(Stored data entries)
★ ★ ★ ★ ★
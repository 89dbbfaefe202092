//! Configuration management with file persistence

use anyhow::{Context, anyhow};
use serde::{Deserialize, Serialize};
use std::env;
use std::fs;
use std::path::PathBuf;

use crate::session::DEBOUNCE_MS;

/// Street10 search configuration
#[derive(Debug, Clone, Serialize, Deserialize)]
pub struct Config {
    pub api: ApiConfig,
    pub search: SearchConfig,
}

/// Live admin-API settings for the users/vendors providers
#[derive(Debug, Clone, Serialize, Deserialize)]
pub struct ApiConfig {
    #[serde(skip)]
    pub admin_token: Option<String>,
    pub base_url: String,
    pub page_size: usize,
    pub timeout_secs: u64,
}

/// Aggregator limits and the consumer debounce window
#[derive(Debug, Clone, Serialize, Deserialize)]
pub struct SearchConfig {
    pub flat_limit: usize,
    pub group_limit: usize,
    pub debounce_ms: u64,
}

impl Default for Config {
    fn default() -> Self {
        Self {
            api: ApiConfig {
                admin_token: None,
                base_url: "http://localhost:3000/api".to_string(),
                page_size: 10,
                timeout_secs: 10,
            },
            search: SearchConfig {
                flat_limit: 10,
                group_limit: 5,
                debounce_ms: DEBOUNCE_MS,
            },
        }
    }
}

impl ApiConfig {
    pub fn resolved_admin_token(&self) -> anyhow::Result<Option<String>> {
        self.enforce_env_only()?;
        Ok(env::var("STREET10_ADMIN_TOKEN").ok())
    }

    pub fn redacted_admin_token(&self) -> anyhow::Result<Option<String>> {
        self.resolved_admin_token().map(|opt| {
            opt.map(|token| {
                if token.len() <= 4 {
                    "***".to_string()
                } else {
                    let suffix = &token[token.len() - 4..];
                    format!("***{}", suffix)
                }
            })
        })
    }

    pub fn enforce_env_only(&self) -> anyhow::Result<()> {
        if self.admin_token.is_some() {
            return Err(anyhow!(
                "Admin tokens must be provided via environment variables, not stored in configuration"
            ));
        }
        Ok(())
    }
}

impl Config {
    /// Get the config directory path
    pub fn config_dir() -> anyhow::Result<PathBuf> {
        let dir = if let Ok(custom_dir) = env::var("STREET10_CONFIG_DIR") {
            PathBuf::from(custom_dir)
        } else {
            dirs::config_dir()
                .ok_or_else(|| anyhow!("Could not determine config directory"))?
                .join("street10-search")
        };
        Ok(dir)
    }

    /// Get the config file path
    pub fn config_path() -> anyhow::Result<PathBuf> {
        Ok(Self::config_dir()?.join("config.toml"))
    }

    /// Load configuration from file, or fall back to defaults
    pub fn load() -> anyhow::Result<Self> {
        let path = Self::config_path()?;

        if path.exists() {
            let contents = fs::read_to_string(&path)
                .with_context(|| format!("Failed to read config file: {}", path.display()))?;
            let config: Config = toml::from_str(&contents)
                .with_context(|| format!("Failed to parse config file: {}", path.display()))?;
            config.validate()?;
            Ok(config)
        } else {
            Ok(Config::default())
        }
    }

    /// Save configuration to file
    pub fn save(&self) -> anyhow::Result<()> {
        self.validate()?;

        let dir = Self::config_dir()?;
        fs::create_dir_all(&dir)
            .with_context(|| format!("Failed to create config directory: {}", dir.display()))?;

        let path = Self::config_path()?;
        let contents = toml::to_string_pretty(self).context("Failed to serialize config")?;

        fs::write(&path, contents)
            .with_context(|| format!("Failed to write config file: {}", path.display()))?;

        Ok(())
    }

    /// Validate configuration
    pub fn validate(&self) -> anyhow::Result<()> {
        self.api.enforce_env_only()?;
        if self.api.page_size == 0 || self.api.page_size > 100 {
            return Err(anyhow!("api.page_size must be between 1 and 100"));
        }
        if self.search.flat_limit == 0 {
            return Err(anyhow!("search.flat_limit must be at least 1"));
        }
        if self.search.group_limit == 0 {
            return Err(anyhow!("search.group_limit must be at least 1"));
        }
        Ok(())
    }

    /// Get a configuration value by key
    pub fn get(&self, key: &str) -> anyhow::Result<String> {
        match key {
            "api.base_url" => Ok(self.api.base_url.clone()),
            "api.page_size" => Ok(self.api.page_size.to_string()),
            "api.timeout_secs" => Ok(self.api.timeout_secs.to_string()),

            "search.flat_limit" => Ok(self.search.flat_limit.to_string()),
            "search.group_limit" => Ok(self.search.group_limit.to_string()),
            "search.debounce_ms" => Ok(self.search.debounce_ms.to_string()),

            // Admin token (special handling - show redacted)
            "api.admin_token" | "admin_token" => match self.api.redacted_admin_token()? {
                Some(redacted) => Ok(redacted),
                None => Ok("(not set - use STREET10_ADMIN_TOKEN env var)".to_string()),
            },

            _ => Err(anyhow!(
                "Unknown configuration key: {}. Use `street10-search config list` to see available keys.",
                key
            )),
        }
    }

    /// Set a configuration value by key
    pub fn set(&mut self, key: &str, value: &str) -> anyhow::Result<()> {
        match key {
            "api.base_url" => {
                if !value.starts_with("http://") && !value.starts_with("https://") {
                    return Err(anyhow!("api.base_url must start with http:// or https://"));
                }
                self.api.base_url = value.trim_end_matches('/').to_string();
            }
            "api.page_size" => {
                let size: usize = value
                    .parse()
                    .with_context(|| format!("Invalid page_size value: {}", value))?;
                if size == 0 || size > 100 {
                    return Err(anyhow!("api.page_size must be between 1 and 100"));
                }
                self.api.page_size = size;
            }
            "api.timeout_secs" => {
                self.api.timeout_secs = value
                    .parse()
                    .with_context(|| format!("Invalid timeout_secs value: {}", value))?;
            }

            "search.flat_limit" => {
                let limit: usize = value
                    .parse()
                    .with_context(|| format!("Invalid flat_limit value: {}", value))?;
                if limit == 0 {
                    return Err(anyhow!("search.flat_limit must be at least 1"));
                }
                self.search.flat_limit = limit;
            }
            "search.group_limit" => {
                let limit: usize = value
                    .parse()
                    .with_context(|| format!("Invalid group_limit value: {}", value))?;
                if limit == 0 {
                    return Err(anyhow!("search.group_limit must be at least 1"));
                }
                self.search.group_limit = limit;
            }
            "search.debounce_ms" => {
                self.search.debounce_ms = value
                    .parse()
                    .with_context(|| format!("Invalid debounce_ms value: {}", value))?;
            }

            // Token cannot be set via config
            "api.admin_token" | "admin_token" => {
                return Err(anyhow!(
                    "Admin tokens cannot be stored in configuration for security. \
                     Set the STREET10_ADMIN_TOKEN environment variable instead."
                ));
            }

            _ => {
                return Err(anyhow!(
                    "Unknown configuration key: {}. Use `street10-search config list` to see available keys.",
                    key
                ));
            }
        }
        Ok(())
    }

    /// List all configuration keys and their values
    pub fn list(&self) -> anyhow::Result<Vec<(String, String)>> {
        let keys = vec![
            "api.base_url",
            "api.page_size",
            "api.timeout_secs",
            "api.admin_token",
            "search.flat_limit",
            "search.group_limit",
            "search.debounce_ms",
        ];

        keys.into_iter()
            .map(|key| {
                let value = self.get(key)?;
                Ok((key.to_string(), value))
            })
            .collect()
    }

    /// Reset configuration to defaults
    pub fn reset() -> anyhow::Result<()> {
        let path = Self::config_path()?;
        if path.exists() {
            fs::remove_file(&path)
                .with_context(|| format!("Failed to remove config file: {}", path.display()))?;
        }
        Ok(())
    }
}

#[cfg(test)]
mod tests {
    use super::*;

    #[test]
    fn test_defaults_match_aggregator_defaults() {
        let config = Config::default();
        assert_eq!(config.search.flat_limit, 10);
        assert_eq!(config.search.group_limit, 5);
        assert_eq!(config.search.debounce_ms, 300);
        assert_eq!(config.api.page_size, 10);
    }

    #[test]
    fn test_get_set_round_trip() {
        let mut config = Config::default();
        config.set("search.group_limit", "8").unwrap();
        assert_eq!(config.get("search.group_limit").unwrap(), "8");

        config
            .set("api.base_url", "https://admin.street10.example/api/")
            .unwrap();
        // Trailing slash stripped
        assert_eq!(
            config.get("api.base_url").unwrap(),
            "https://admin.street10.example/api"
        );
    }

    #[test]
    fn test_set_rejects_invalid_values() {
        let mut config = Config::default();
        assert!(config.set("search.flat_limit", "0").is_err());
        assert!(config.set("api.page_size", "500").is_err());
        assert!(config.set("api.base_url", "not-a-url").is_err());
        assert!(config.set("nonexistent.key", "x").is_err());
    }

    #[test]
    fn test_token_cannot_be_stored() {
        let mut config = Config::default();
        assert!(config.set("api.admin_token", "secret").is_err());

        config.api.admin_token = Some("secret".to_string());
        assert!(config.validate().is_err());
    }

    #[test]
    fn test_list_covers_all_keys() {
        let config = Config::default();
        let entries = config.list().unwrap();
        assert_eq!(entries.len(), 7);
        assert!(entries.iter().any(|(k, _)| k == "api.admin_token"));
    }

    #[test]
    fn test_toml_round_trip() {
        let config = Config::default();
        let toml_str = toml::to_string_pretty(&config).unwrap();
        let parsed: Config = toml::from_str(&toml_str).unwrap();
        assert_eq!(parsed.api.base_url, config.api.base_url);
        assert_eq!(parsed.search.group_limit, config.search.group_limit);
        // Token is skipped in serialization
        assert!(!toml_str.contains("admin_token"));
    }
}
★ ★ ★ ★ ★
> WHAT IS BEING ASKED
Find each line above that contains "impl", and copy those lines.

> EXPECTED ANSWER
impl Default for Config {
impl ApiConfig {
impl Config {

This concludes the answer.